Even a privileged lineage like mine is fraught with eddies and backwaters and other water-related metaphors. What I mean to say is this: the unbroken thread that led from those first cells to me didn’t always make a straight line, and sometimes it doubled back, and sometimes it nearly didn’t make it at all.

Here I go, being maudlin again

It’s this tendency I have, to be maudlin and sincere in my optimism, that keeps me from being a great writer instead of a good one. I don’t have the killer instinct of a good salesman or great writer. I am too easily enchanted. Having said that, here I go:

To be alive is a privilege. This year, so terrible for so many, has seen me reconnect with my capacity for joy that I have not known for many, many years. Though I was an unhappy adolescent, and a mostly miserable adult, my middle age is marked by a nearly constant state of excessive, annoying joy. I sometimes have difficulty falling asleep because I’m so excited about all of the things I’m going to do tomorrow, and sometimes I have no plans for tomorrow beyond nailing a painting to a wall. I am thankful and happy to simply be alive, and I expect nothing more from myself than to remain that way.

I measure my mood every day. This is a snapshot of the last 27 days:

The unbroken thread through misery and hardship have at least resulted in this happy, slightly fat, slightly hobbity, slightly gray, slightly wrinkly man with a cat and a computer and socks that keep my feet warm. If this is all I ever have, then I have more than enough.
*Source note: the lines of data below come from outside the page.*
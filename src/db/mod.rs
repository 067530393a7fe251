pub mod cache;
pub mod core;
mod schema;
pub mod store;

// Re-export the store implementations and the cache
pub use self::cache::{companies_digest, content_hash, ClusterCache};
pub use self::core::Database;
pub use self::store::{KeyValueStore, MemoryStore};
use tracing::info;

use crate::clustering::merging::core::merge_singleton_buckets;
use crate::clustering::types::Cluster;
use crate::clustering::util::renumber;
use crate::TARGET_CLUSTER;

/// Regroups singleton clusters by their company.
///
/// Runs only on explicit request. Every singleton carrying a company joins the
/// first singleton with the same company; multi-item clusters keep their
/// members even when they have a company. Ids are renumbered afterwards.
///
/// # Returns
/// * `usize` - Number of clusters absorbed
pub fn regroup_by_company(clusters: &mut Vec<Cluster>) -> usize {
    let before = clusters.len();
    let absorbed = merge_singleton_buckets(clusters, |c| c.company.clone());
    renumber(clusters);
    info!(
        target: TARGET_CLUSTER,
        "Company regrouping - clusters {} -> {}",
        before,
        clusters.len()
    );
    absorbed
}
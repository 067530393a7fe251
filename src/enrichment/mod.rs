pub mod queue;
pub mod schema;

use anyhow::Result;
use serde::{Deserialize, Serialize};

pub use queue::{enrich_clusters, EnrichmentStats};
pub use schema::{parse_enrichment, validate_enrichment};

/// Default number of clusters enriched in parallel.
pub const DEFAULT_ENRICH_CONCURRENCY: usize = 3;

/// Text completion backend used for enrichment.
#[allow(async_fn_in_trait)]
pub trait CompletionService {
    async fn complete(&self, prompt: &str) -> Result<String>;
}

/// Externally generated content attached to a cluster.
#[derive(Debug, Clone, Default, PartialEq, Serialize, Deserialize)]
#[serde(rename_all = "camelCase")]
pub struct Enrichment {
    pub topic_zh: String,
    pub summary_zh: String,
    #[serde(default, skip_serializing_if = "Vec::is_empty")]
    pub key_points_en_refined: Vec<String>,
    #[serde(default, skip_serializing_if = "Vec::is_empty")]
    pub key_points_zh: Vec<String>,
    #[serde(default, skip_serializing_if = "Option::is_none")]
    pub prompt_improved: Option<String>,
    #[serde(default, skip_serializing_if = "Option::is_none")]
    pub notes: Option<String>,
}

impl Enrichment {
    pub(crate) fn set_text(&mut self, field: &str, value: String) {
        match field {
            "topicZh" => self.topic_zh = value,
            "summaryZh" => self.summary_zh = value,
            "promptImproved" => self.prompt_improved = Some(value),
            "notes" => self.notes = Some(value),
            _ => {}
        }
    }

    pub(crate) fn set_list(&mut self, field: &str, value: Vec<String>) {
        match field {
            "keyPointsEnRefined" => self.key_points_en_refined = value,
            "keyPointsZh" => self.key_points_zh = value,
            _ => {}
        }
    }
}
use strsim::sorensen_dice;

use crate::article::Article;
use crate::clustering::tokenize::{normalize, TokenSet};

/// Weight of title overlap in [`item_similarity`].
pub const TITLE_WEIGHT: f64 = 0.6;
/// Weight of summary overlap in [`item_similarity`].
pub const SUMMARY_WEIGHT: f64 = 0.4;

/// |A ∩ B| / |A ∪ B|, or 0 when either side is empty.
pub fn jaccard(a: &TokenSet, b: &TokenSet) -> f64 {
    if a.is_empty() || b.is_empty() {
        return 0.0;
    }
    let inter = a.intersection_len(b);
    let union = a.len() + b.len() - inter;
    inter as f64 / union as f64
}

/// Title and summary token sets of one article, computed once per run.
#[derive(Debug, Clone)]
pub struct ItemTokens {
    pub title: TokenSet,
    pub summary: TokenSet,
}

impl ItemTokens {
    pub fn from_article(article: &Article) -> Self {
        Self {
            title: normalize(&article.title),
            summary: normalize(&article.summary),
        }
    }

    pub fn similarity(&self, other: &ItemTokens) -> f64 {
        TITLE_WEIGHT * jaccard(&self.title, &other.title)
            + SUMMARY_WEIGHT * jaccard(&self.summary, &other.summary)
    }
}

/// Weighted title + summary similarity between two articles.
pub fn item_similarity(a: &Article, b: &Article) -> f64 {
    ItemTokens::from_article(a).similarity(&ItemTokens::from_article(b))
}

/// Dice coefficient over character bigrams of two case-folded titles.
///
/// Stricter than word Jaccard; used only by the title second pass.
pub fn title_similarity(a: &str, b: &str) -> f64 {
    sorensen_dice(&a.to_lowercase(), &b.to_lowercase())
}

#[cfg(test)]
mod tests {
    use super::*;

    fn set(text: &str) -> TokenSet {
        normalize(text)
    }

    #[test]
    fn test_jaccard_basic() {
        let a = set("apple launches vision headset");
        let b = set("apple delays vision headset");
        assert!((jaccard(&a, &b) - 3.0 / 5.0).abs() < 1e-9);
        assert_eq!(jaccard(&a, &a), 1.0);
    }

    #[test]
    fn test_jaccard_empty_is_zero() {
        let empty = TokenSet::new();
        assert_eq!(jaccard(&empty, &empty), 0.0);
        assert_eq!(jaccard(&empty, &set("word")), 0.0);
    }

    #[test]
    fn test_item_similarity_weights() {
        let a = Article::new("1", "chip exports curbed").with_summary("new rules today");
        let b = Article::new("2", "chip exports curbed").with_summary("markets rally");
        assert!((item_similarity(&a, &b) - TITLE_WEIGHT).abs() < 1e-9);

        let c = Article::new("3", "other words").with_summary("new rules today");
        assert!((item_similarity(&a, &c) - SUMMARY_WEIGHT).abs() < 1e-9);
    }

    #[test]
    fn test_similarities_are_symmetric_and_bounded() {
        let pairs = [
            ("Google unveils Gemini 2", "Gemini 2 unveiled by Google"),
            ("", "Something"),
            ("Same title", "same title"),
            ("人工智能发展", "人工智能突破"),
        ];
        for (x, y) in pairs {
            let ax = Article::new("x", x).with_summary(y);
            let ay = Article::new("y", y).with_summary(x);
            for (s1, s2) in [
                (jaccard(&set(x), &set(y)), jaccard(&set(y), &set(x))),
                (item_similarity(&ax, &ay), item_similarity(&ay, &ax)),
                (title_similarity(x, y), title_similarity(y, x)),
            ] {
                assert!((s1 - s2).abs() < 1e-12);
                assert!((0.0..=1.0).contains(&s1));
            }
        }
    }

    #[test]
    fn test_title_similarity_case_folded() {
        assert_eq!(title_similarity("OpenAI Ships GPT", "openai ships gpt"), 1.0);
        assert!(
            title_similarity(
                "OpenAI ships new GPT model to all users",
                "OpenAI ships new GPT model to all users!"
            ) > 0.93
        );
        assert!(title_similarity("OpenAI ships GPT-5", "Tesla recalls cars") < 0.3);
    }
}
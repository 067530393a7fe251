// prompts.rs

use crate::clustering::Cluster;

/// Member titles listed in an enrichment prompt.
pub const MAX_PROMPT_TITLES: usize = 10;

pub fn enrichment_prompt(cluster: &Cluster) -> String {
    let titles = cluster
        .items
        .iter()
        .take(MAX_PROMPT_TITLES)
        .enumerate()
        .map(|(i, a)| {
            if a.source.is_empty() {
                format!("{}. {}", i + 1, a.title)
            } else {
                format!("{}. [{}] {}", i + 1, a.source, a.title)
            }
        })
        .collect::<Vec<_>>()
        .join("\n");

    let key_points = cluster
        .key_points
        .as_ref()
        .map(|points| {
            points
                .iter()
                .map(|p| format!("- {}", p))
                .collect::<Vec<_>>()
                .join("\n")
        })
        .unwrap_or_default();

    format!(
        r#"You are given a cluster of {count} related news articles.

TOPIC: {topic}
SUMMARY: {summary}

ARTICLE TITLES:
{titles}

KEY POINTS:
{key_points}

Respond with a single JSON object and nothing else, using exactly these fields:
  "topicZh": string, the topic translated to Simplified Chinese, at most 40 characters (required)
  "summaryZh": string, a neutral two-sentence summary in Simplified Chinese, at most 400 characters (required)
  "keyPointsEnRefined": array of up to 5 short English key points (optional)
  "keyPointsZh": array of up to 5 short Simplified Chinese key points (optional)
  "promptImproved": string, a one-paragraph illustration prompt for a cover image (optional)
  "notes": string, anything uncertain about the cluster (optional)

Do not use marketing language such as "groundbreaking" or "revolutionary"."#,
        count = cluster.len(),
        topic = cluster.topic.as_deref().unwrap_or(cluster.first_title()),
        summary = cluster.summary.as_deref().unwrap_or(""),
        titles = titles,
        key_points = key_points,
    )
}
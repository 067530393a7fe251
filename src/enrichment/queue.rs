use anyhow::Result;
use futures::stream::{self, StreamExt};
use tokio::time::Instant;
use tracing::{info, warn};

use super::schema::parse_enrichment;
use super::{CompletionService, Enrichment};
use crate::clustering::Cluster;
use crate::prompts::enrichment_prompt;
use crate::TARGET_LLM_REQUEST;

#[derive(Debug, Clone, Copy, Default, PartialEq, Eq)]
pub struct EnrichmentStats {
    pub enriched: usize,
    pub failed: usize,
    pub skipped: usize,
    pub warnings: usize,
}

/// Enriches clusters through `service` with at most `concurrency` requests in
/// flight.
///
/// Clusters already marked `enhanced` are skipped. A failure on one cluster is
/// recorded in its `enrichment_error` and does not affect the others. Results
/// are applied once every request has finished, and only enrichment fields
/// are written; membership is never touched.
pub async fn enrich_clusters<C: CompletionService>(
    clusters: &mut [Cluster],
    service: &C,
    concurrency: usize,
) -> EnrichmentStats {
    let start_time = Instant::now();
    let mut stats = EnrichmentStats::default();

    let jobs: Vec<(usize, String)> = clusters
        .iter()
        .enumerate()
        .filter(|(_, c)| !c.enhanced)
        .map(|(i, c)| (i, enrichment_prompt(c)))
        .collect();
    stats.skipped = clusters.len() - jobs.len();

    let outcomes: Vec<(usize, Result<(Enrichment, Vec<String>)>)> = stream::iter(jobs)
        .map(|(i, prompt)| async move {
            let outcome = match service.complete(&prompt).await {
                Ok(response) => parse_enrichment(&response),
                Err(e) => Err(e),
            };
            (i, outcome)
        })
        .buffer_unordered(concurrency.max(1))
        .collect()
        .await;

    for (i, outcome) in outcomes {
        let cluster = &mut clusters[i];
        match outcome {
            Ok((enrichment, warnings)) => {
                if !warnings.is_empty() {
                    warn!(
                        target: TARGET_LLM_REQUEST,
                        "Cluster {} enrichment warnings: {}",
                        cluster.id,
                        warnings.join(", ")
                    );
                }
                stats.enriched += 1;
                stats.warnings += warnings.len();
                cluster.enrichment = Some(enrichment);
                cluster.enrichment_warnings = warnings;
                cluster.enrichment_error = None;
                cluster.enhanced = true;
            }
            Err(e) => {
                warn!(target: TARGET_LLM_REQUEST, "Cluster {} enrichment failed: {}", cluster.id, e);
                stats.failed += 1;
                cluster.enrichment_error = Some(e.to_string());
            }
        }
    }

    info!(
        target: TARGET_LLM_REQUEST,
        "Enrichment finished in {:.2?} - enriched={}, failed={}, skipped={}, warnings={}",
        start_time.elapsed(),
        stats.enriched,
        stats.failed,
        stats.skipped,
        stats.warnings
    );

    stats
}

#[cfg(test)]
mod tests {
    use super::*;
    use crate::article::Article;
    use crate::clustering::{cluster_articles, ClusterParams};
    use anyhow::anyhow;
    use std::sync::atomic::{AtomicUsize, Ordering};
    use std::time::Duration;

    /// Answers by keyword in the prompt and tracks peak concurrency.
    struct StubService {
        in_flight: AtomicUsize,
        peak: AtomicUsize,
    }

    impl StubService {
        fn new() -> Self {
            Self {
                in_flight: AtomicUsize::new(0),
                peak: AtomicUsize::new(0),
            }
        }
    }

    impl CompletionService for StubService {
        async fn complete(&self, prompt: &str) -> Result<String> {
            let now = self.in_flight.fetch_add(1, Ordering::SeqCst) + 1;
            self.peak.fetch_max(now, Ordering::SeqCst);
            tokio::time::sleep(Duration::from_millis(10)).await;
            self.in_flight.fetch_sub(1, Ordering::SeqCst);

            if prompt.contains("Outage") {
                Err(anyhow!("connection reset"))
            } else if prompt.contains("Garbled") {
                Ok("I cannot help with that".to_string())
            } else if prompt.contains("Partial") {
                Ok(r#"{"topicZh": "部分", "mood": "odd"}"#.to_string())
            } else {
                Ok(r#"{"topicZh": "话题", "summaryZh": "摘要"}"#.to_string())
            }
        }
    }

    fn clusters(titles: &[&str]) -> Vec<Cluster> {
        let articles: Vec<Article> = titles
            .iter()
            .enumerate()
            .map(|(i, t)| Article::new(&i.to_string(), t))
            .collect();
        cluster_articles(&articles, &ClusterParams::default())
    }

    #[tokio::test]
    async fn test_failures_are_isolated_per_cluster() {
        let mut list = clusters(&["Outage hits cloud", "Garbled story", "Partial story", "Fine story"]);
        let before: Vec<_> = list.iter().map(|c| (c.items.clone(), c.rep.clone())).collect();

        let stats = enrich_clusters(&mut list, &StubService::new(), 2).await;
        assert_eq!(stats.enriched, 2);
        assert_eq!(stats.failed, 2);

        assert!(list[0].enrichment_error.as_deref().unwrap().contains("connection reset"));
        assert!(!list[0].enhanced);
        assert!(list[1].enrichment_error.is_some());

        assert!(list[2].enhanced);
        assert_eq!(list[2].enrichment_warnings, vec!["missing:summaryZh", "unknown:mood"]);
        assert_eq!(list[2].enrichment.as_ref().unwrap().topic_zh, "部分");

        assert!(list[3].enhanced);
        assert!(list[3].enrichment_warnings.is_empty());

        let after: Vec<_> = list.iter().map(|c| (c.items.clone(), c.rep.clone())).collect();
        assert_eq!(before, after);
    }

    #[tokio::test]
    async fn test_concurrency_is_bounded() {
        let titles: Vec<String> = (0..8).map(|i| format!("Story number {} unique{}", i, i)).collect();
        let refs: Vec<&str> = titles.iter().map(String::as_str).collect();
        let mut list = clusters(&refs);
        assert_eq!(list.len(), 8);

        let service = StubService::new();
        let stats = enrich_clusters(&mut list, &service, 3).await;
        assert_eq!(stats.enriched, 8);
        assert!(service.peak.load(Ordering::SeqCst) <= 3);
    }

    #[tokio::test]
    async fn test_enhanced_clusters_are_skipped() {
        let mut list = clusters(&["Fine story"]);
        list[0].enhanced = true;
        let stats = enrich_clusters(&mut list, &StubService::new(), 1).await;
        assert_eq!(stats.skipped, 1);
        assert!(list[0].enrichment.is_none());
    }
}
use anyhow::Result;
use dashmap::DashMap;

/// String key-value storage injected into the cache layer.
#[allow(async_fn_in_trait)]
pub trait KeyValueStore {
    async fn get(&self, key: &str) -> Result<Option<String>>;
    async fn set(&self, key: &str, value: &str) -> Result<()>;
    async fn delete(&self, key: &str) -> Result<()>;
}

/// Process-local store, used when no database path is configured.
#[derive(Debug, Default)]
pub struct MemoryStore {
    entries: DashMap<String, String>,
}

impl MemoryStore {
    pub fn new() -> Self {
        Self::default()
    }

    pub fn len(&self) -> usize {
        self.entries.len()
    }

    pub fn is_empty(&self) -> bool {
        self.entries.is_empty()
    }
}

impl KeyValueStore for MemoryStore {
    async fn get(&self, key: &str) -> Result<Option<String>> {
        Ok(self.entries.get(key).map(|v| v.value().clone()))
    }

    async fn set(&self, key: &str, value: &str) -> Result<()> {
        self.entries.insert(key.to_string(), value.to_string());
        Ok(())
    }

    async fn delete(&self, key: &str) -> Result<()> {
        self.entries.remove(key);
        Ok(())
    }
}
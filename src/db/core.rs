use anyhow::Result;
use sqlx::{
    sqlite::{SqliteConnectOptions, SqliteJournalMode, SqlitePoolOptions, SqliteSynchronous},
    Pool, Sqlite,
};
use std::str::FromStr;
use tokio::time::Duration;
use tracing::{debug, info, instrument};

use super::store::KeyValueStore;
use crate::TARGET_DB;

/// SQLite-backed key-value store.
#[derive(Clone)]
pub struct Database {
    pool: Pool<Sqlite>,
}

impl Database {
    /// Get access to the database pool
    pub fn pool(&self) -> &Pool<Sqlite> {
        &self.pool
    }

    #[instrument(target = "db_query", level = "info")]
    pub async fn new(database_url: &str) -> Result<Self, sqlx::Error> {
        info!(target: TARGET_DB, "Creating database pool for: {}", database_url);

        let connect_options =
            SqliteConnectOptions::from_str(&format!("sqlite://{}", database_url))?
                .create_if_missing(true)
                .journal_mode(SqliteJournalMode::Wal)
                .busy_timeout(Duration::from_secs(5))
                .synchronous(SqliteSynchronous::Normal);

        let pool = SqlitePoolOptions::new()
            .max_connections(5)
            .connect_with(connect_options)
            .await?;

        info!(target: TARGET_DB, "Database pool created");

        let db = Database { pool };
        db.initialize_schema().await?;

        Ok(db)
    }

    /// Private in-memory database. A single connection keeps every query on
    /// the same memory instance.
    pub async fn in_memory() -> Result<Self, sqlx::Error> {
        let connect_options = SqliteConnectOptions::from_str("sqlite::memory:")?;
        let pool = SqlitePoolOptions::new()
            .max_connections(1)
            .connect_with(connect_options)
            .await?;

        let db = Database { pool };
        db.initialize_schema().await?;

        Ok(db)
    }
}

impl KeyValueStore for Database {
    async fn get(&self, key: &str) -> Result<Option<String>> {
        let value = sqlx::query_scalar::<_, String>("SELECT value FROM kv_store WHERE key = ?")
            .bind(key)
            .fetch_optional(self.pool())
            .await?;
        debug!(target: TARGET_DB, "kv get '{}' hit={}", key, value.is_some());
        Ok(value)
    }

    async fn set(&self, key: &str, value: &str) -> Result<()> {
        sqlx::query(
            r#"
            INSERT INTO kv_store (key, value, updated_at)
            VALUES (?, ?, ?)
            ON CONFLICT(key) DO UPDATE SET
                value = excluded.value,
                updated_at = excluded.updated_at
            "#,
        )
        .bind(key)
        .bind(value)
        .bind(chrono::Utc::now().to_rfc3339())
        .execute(self.pool())
        .await?;
        debug!(target: TARGET_DB, "kv set '{}' ({} bytes)", key, value.len());
        Ok(())
    }

    async fn delete(&self, key: &str) -> Result<()> {
        sqlx::query("DELETE FROM kv_store WHERE key = ?")
            .bind(key)
            .execute(self.pool())
            .await?;
        debug!(target: TARGET_DB, "kv delete '{}'", key);
        Ok(())
    }
}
Songs I listened to while I wrote this, that have nothing to do with what I wrote (except the first one):

 

I love this for two reasons: it, also, is largely unchanged from the book. One failing of the movie versions of the books is the leaving out of almost all of the music, which is unfortunate, because people in these books are constantly singing. The Hobbit is an exception, keeping a couple of great songs by the dwarves, like this one.

It has a monastic quality, heavily reliant on the deeper parts of the audio spectrum, because Tolkien’s dwarves are an (entirely intentional) examination of a society made from a single gender. All dwarves are male, though not all dwarves have the corresponding genitals of a man. One could encounter a female dwarf and never know it, because they all present as male. They have beards, deep voices, wear armor, fight in wars, everything the dwarves do. Indeed, any dwarf in the books could be female, but we would never know. They all have a single gender. Tolkien was ahead of his time in ways he could never have predicted.